GOLDMAN SACHS FUNDAMENTAL EQUITY VALUE FUNDS
Schedule of Investments
(continued)
November 30, 2012 (Unaudited)
NOTES TO THE SCHEDULE OF INVESTMENTS
Investment Valuation
The Funds valuation policy is to value investments at fair value.
Investments and Fair Value Measurements
The fair value of a financial instrument is the amount that would be received to sell an asset or
paid to transfer a liability in an orderly transaction between market participants at the measurement date (i.e., the exit price). Accounting principles generally accepted in the United States of America (GAAP) establishes a fair value
hierarchy that prioritizes the inputs to valuation techniques used to measure fair value. The hierarchy gives the highest priority to unadjusted quoted prices in active markets for identical assets or liabilities (Level 1 measurements) and the
lowest priority to unobservable inputs (Level 3 measurements). The levels used for classifying investments are not necessarily an indication of the risk associated with investing in these investments. The three levels of the fair value hierarchy are
described below:
Level 1 Unadjusted quoted prices in active markets that are accessible at the measurement date for
identical, unrestricted assets or liabilities;
Level 2 Quoted prices in markets that are not active or financial
instruments for which significant inputs are observable (including, but not limited to, quoted prices for similar investments, interest rates, foreign exchange rates, volatility and credit spreads), either directly or indirectly;
Level 3 Prices or valuations that require significant unobservable inputs (including Goldman Sachs Asset Management, L.P.

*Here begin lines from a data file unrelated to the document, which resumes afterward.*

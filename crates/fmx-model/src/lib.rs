//! Model side of the fmx simulation-interchange interface.
//!
//! Provides:
//! - Variable tables mapping value references to typed variables
//! - The `Model` trait a concrete model implements
//! - `ModelInstance`: per-run state, host bookkeeping and lifecycle
//! - Cursor-based Float64 accessors
//! - Continuous-state vector interface and event update engine
//! - Model-side fixed-step co-simulation
//! - Dummy and bouncing-ball reference models

pub mod cursor;
pub mod instance;
pub mod logger;
pub mod model;
pub mod models;
pub mod variables;

// Operations on `ModelInstance`, split by concern
mod accessors;
mod continuous;
mod cosim;
mod events;

// Re-exports for public API
pub use cosim::StepResult;
pub use cursor::{Float64Sink, Float64Source};
pub use fmx_core::{FmuError, FmuResult, InterfaceType, ModelConfig, Status, ValueReference};
pub use instance::{EventFlags, HostState, Mode, ModelInstance, ModelSnapshot};
pub use logger::{LogRecord, Logger, MemoryLogger, TracingLogger};
pub use model::{EventUpdate, Model};
pub use models::{BouncingBall, Dummy};
pub use variables::{Causality, VarType, Variability, Variable, VariableTable};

(GSAM) assumptions in determining fair value measurement).
Level 1 and Level 2 Fair Value Investments
The
valuation techniques and significant inputs used in determining the fair values for investments classified as Level 1 and Level 2 are as follows:
Equity Securities
Equity securities and investment companies traded on a United States (U.S.) securities exchange or the NASDAQ system, or those located on certain foreign
exchanges including, but not limited to the Americas, are valued daily at their last sale price or official closing price on the principal exchange or system on which they are traded. If no sale occurs, equity securities and exchange traded
investment companies are valued at the last bid price for long positions and at the last ask price for short positions. Investments in investment companies (other than those that are exchange traded) are valued at the net asset value
(NAV) on the valuation date. To the extent these investments are actively traded, they are classified as Level 1 of the fair value hierarchy.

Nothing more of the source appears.